Concrete is a fickle material. Despite the fact that it can last for thousands of years and withstand pressures of up to 20,000 psi (pounds per square inch), it is also quite susceptible to damage given the right conditions. Water can be incredibly destructive if it is able to get into the concrete structure, and concrete repair and replacement can be exceedingly costly. However, in certain cases, slab jacking provides a more efficient and affordable solution.
Slab jacking is the original name for the process of concrete raising. Rather than focus on concrete crack repair or replacing the entire slab, a certain type of foam is inserted under the slabs to slowly raise them back to their original height; this can also minimize and seal any cracks that may be present, eliminating the need for a total slab replacement. If you’ve noticed the following signs in your home, you may be eligible for slab jacking.
- Cracks: Cracks allow water to breach the barrier of concrete and get into its interior, which will cause further damage. Since the process of slab jacking is oftentimes very straightforward, it is a good option for fixing cracks and ensuring they don’t return.
- Separation: If you notice that your walls are beginning to separate from your floors or ceiling, concrete leveling can get them back to their original positions. This also goes for porches and chimneys which may be pulling away from the home and its walls.
- Water Pooling: When water pools up on flat surfaces such as driveways, sidewalks, and patios, it generally means that the soil beneath your slabs has become compacted.

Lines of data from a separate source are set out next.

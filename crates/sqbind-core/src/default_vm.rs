//! Fallback VM for call sites without one at hand.

use crate::error::{BindError, BindResult};
use crate::vm::VmHandle;

/// Slot holding the VM to use when the caller does not pass one.
///
/// The slot does not check that the VM is still alive; the host is
/// responsible for clearing it when the VM is torn down.
#[derive(Debug, Clone, Copy, Default, PartialEq, Eq)]
pub struct DefaultVm {
    vm: Option<VmHandle>,
}

impl DefaultVm {
    /// The default VM, or `None` if it was never set.
    pub fn get(&self) -> Option<VmHandle> {
        self.vm
    }

    pub fn set(&mut self, vm: VmHandle) {
        tracing::trace!(%vm, "default VM set");
        self.vm = Some(vm);
    }

    /// Unset the slot, returning the previous VM.
    pub fn clear(&mut self) -> Option<VmHandle> {
        self.vm.take()
    }

    /// The default VM, or [`BindError::NoDefaultVm`] if it was never set.
    pub fn require(&self) -> BindResult<VmHandle> {
        self.vm.ok_or(BindError::NoDefaultVm)
    }
}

In short, the ground that your slabs were originally placed on has changed and shifted, so the concrete is no longer laying at an even angle; as a result, rainwater tends to collect at the lowest points. Since we know water is bad for concrete, rectifying this problem by raising the slab should prevent future issues from occurring.
Leaving your damaged concrete as is could end up seriously costing you in the long run, not to mention the fact that it definitely doesn’t look very good. By electing to have your concrete raised, you can save both time and money in the end.